*Data under study*:
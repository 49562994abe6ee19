use clap::{Parser, Subcommand};
use color_eyre::{eyre::eyre, Result};
use gymsync::cache::{Filter, OrderBy, QueryDef, SqliteStorage};
use gymsync::config::Config;
use gymsync::SyncEngine;
use serde_json::Value;
use std::collections::BTreeSet;
use std::path::{Path, PathBuf};
use tracing_appender::non_blocking::WorkerGuard;
use tracing_subscriber::{fmt, layer::SubscriberExt, util::SubscriberInitExt, EnvFilter};

#[derive(Parser, Debug)]
#[command(name = "gymsync")]
#[command(about = "Local-first cache and sync for workout data")]
#[command(version)]
struct Args {
  /// Path to config file (default: $XDG_CONFIG_HOME/gymsync/config.yaml)
  #[arg(short, long)]
  config: Option<PathBuf>,

  #[command(subcommand)]
  command: Command,
}

#[derive(Subcommand, Debug)]
enum Command {
  /// Print cached rows of a table, then revalidate against the remote
  List {
    table: String,
    /// Equality filter, repeatable (field=value)
    #[arg(short = 'w', long = "where", value_name = "FIELD=VALUE")]
    conditions: Vec<String>,
    /// Sort field
    #[arg(short, long)]
    order: Option<String>,
    /// Sort descending
    #[arg(long)]
    desc: bool,
    #[arg(short, long)]
    limit: Option<usize>,
  },
  /// Create a record from a JSON object
  Create {
    table: String,
    json: String,
    /// Only queue the write, do not contact the remote
    #[arg(long)]
    offline: bool,
  },
  /// Merge a JSON object into the cached record with the same primary key
  Update {
    table: String,
    json: String,
    #[arg(long)]
    offline: bool,
  },
  /// Delete a record by primary key
  Delete {
    table: String,
    id: String,
    #[arg(long)]
    offline: bool,
  },
  /// Send queued writes to the remote
  Sync,
  /// Show queued writes and failures
  Status,
  /// Requeue a failed write
  Retry { sequence_id: u64 },
  /// Drop a failed write
  Discard { sequence_id: u64 },
  /// Delete all cached records (queued writes are kept)
  ClearCache,
}

#[tokio::main]
async fn main() -> Result<()> {
  color_eyre::install()?;

  let args = Args::parse();
  let config = Config::load(args.config.as_deref())?;
  let _log_guard = init_logging(&config)?;

  let api_key = Config::api_key();
  let engine = SyncEngine::from_config(&config, api_key.as_deref())
    .map_err(|e| eyre!("Failed to open sync engine: {}", e))?;

  match args.command {
    Command::List {
      table,
      conditions,
      order,
      desc,
      limit,
    } => list(&engine, &config, table, &conditions, order, desc, limit).await,
    Command::Create { table, json, offline } => {
      let record = engine.create(&table, &parse_json(&json)?)?;
      finish_write(&engine, record, offline).await
    }
    Command::Update { table, json, offline } => {
      let record = engine.update(&table, &parse_json(&json)?)?;
      finish_write(&engine, record, offline).await
    }
    Command::Delete { table, id, offline } => {
      let record = engine.delete(&table, &id)?;
      finish_write(&engine, record, offline).await
    }
    Command::Sync => {
      let report = engine.drain_once().await?;
      println!(
        "committed {}, retrying {}, failed {}, still queued {}",
        report.committed.len(),
        report.retried.len(),
        report.failed.len(),
        report.remaining
      );
      Ok(())
    }
    Command::Status => status(&engine),
    Command::Retry { sequence_id } => {
      let item = engine.retry(sequence_id)?;
      println!("#{} {} {}:{} requeued", item.sequence_id, item.operation, item.table, item.record_id);
      Ok(())
    }
    Command::Discard { sequence_id } => {
      let item = engine.discard(sequence_id)?;
      println!("#{} {} {}:{} discarded", item.sequence_id, item.operation, item.table, item.record_id);
      Ok(())
    }
    Command::ClearCache => {
      engine.clear_cache()?;
      println!("cache cleared");
      Ok(())
    }
  }
}

/// Log to a daily file next to the database so stdout stays machine-readable.
fn init_logging(config: &Config) -> Result<WorkerGuard> {
  let db_path = match &config.database_path {
    Some(p) => p.clone(),
    None => SqliteStorage::default_path()?,
  };
  let log_dir = db_path.parent().unwrap_or_else(|| Path::new(".")).join("logs");
  std::fs::create_dir_all(&log_dir)
    .map_err(|e| eyre!("Failed to create log directory {}: {}", log_dir.display(), e))?;

  let (writer, guard) = tracing_appender::non_blocking(tracing_appender::rolling::daily(&log_dir, "gymsync.log"));
  let filter = EnvFilter::try_from_env("GYMSYNC_LOG").unwrap_or_else(|_| EnvFilter::new("info"));

  tracing_subscriber::registry()
    .with(filter)
    .with(fmt::layer().with_writer(writer).with_ansi(false))
    .init();

  Ok(guard)
}

fn parse_json(raw: &str) -> Result<Value> {
  serde_json::from_str(raw).map_err(|e| eyre!("Invalid JSON payload: {}", e))
}

/// `field=value`, where the value is read as JSON when it parses and as a
/// plain string otherwise.
fn parse_condition(raw: &str) -> Result<(String, Value)> {
  let (field, value) = raw
    .split_once('=')
    .ok_or_else(|| eyre!("Expected FIELD=VALUE, got '{}'", raw))?;
  let value = serde_json::from_str(value).unwrap_or_else(|_| Value::String(value.to_string()));
  Ok((field.trim().to_string(), value))
}

async fn list(
  engine: &SyncEngine,
  config: &Config,
  table: String,
  conditions: &[String],
  order: Option<String>,
  desc: bool,
  limit: Option<usize>,
) -> Result<()> {
  let mut filter = Filter::new();
  for raw in conditions {
    let (field, value) = parse_condition(raw)?;
    filter = filter.eq(field, value);
  }

  let key = list_key(&table, conditions, order.as_deref(), desc, limit);
  let mut def = QueryDef::new(key, table).with_filter(filter);
  if let Some(field) = order {
    def = def.order_by(if desc { OrderBy::desc(field) } else { OrderBy::asc(field) });
  }
  if let Some(n) = limit {
    def = def.limit(n);
  }

  let mut sub = engine.subscribe_table::<Value>(def)?;
  let mut result = sub.recv().await.ok_or_else(|| eyre!("Subscription closed"))?;

  // Wait for the revalidation (or the loading watchdog) unless the cache was fresh
  if result.is_stale {
    let wait = std::time::Duration::from_millis(config.cache.loading_timeout_ms + 1_000);
    if let Ok(Some(next)) = tokio::time::timeout(wait, sub.recv()).await {
      result = next;
    }
  }

  let rows: Vec<&Value> = result.payloads().collect();
  println!("{}", serde_json::to_string_pretty(&rows)?);

  if let Some(err) = &result.error {
    eprintln!("showing cached rows: {}", err);
  } else if result.is_stale {
    eprintln!("showing cached rows: remote did not answer in time");
  }
  Ok(())
}

/// Query key for a `list` invocation. Shape options are part of it, since a
/// registered key keeps its first definition.
fn list_key(table: &str, conditions: &[String], order: Option<&str>, desc: bool, limit: Option<usize>) -> String {
  let order = order.map_or(String::new(), |field| format!("{}.{}", field, if desc { "desc" } else { "asc" }));
  let limit = limit.map_or(String::new(), |n| n.to_string());
  format!("cli:{}:{}:{}:{}", table, conditions.join("&"), order, limit)
}

async fn finish_write(engine: &SyncEngine, record: Value, offline: bool) -> Result<()> {
  println!("{}", serde_json::to_string_pretty(&record)?);
  if offline {
    return Ok(());
  }

  let report = engine.drain_once().await?;
  if report.remaining > 0 {
    eprintln!(
      "{} write(s) still queued; run `gymsync status` for details",
      report.remaining
    );
  }
  Ok(())
}

fn status(engine: &SyncEngine) -> Result<()> {
  let items = engine.queue().items()?;
  let mut tables: BTreeSet<String> = engine.schemas().names().map(str::to_string).collect();
  tables.extend(items.iter().map(|i| i.table.clone()));

  for table in &tables {
    let pending = engine.pending_count(table)?;
    match engine.last_error(table)? {
      Some(err) => println!("{:<24} {:>4} queued  last error: {}", table, pending, err),
      None => println!("{:<24} {:>4} queued", table, pending),
    }
  }

  for item in &items {
    let due = item
      .next_attempt_at
      .map(|at| format!(" next attempt {}", at.to_rfc3339()))
      .unwrap_or_default();
    println!(
      "#{:<6} {:<6} {}:{} {} (attempts {}){}",
      item.sequence_id,
      item.operation,
      item.table,
      item.record_id,
      item.state.as_str(),
      item.attempts,
      due
    );
  }
  Ok(())
}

*Directions for this task*: Determine the number of lines in the listing that hold the word "remote". Nothing but that number is wanted.

*Exercise result*: 4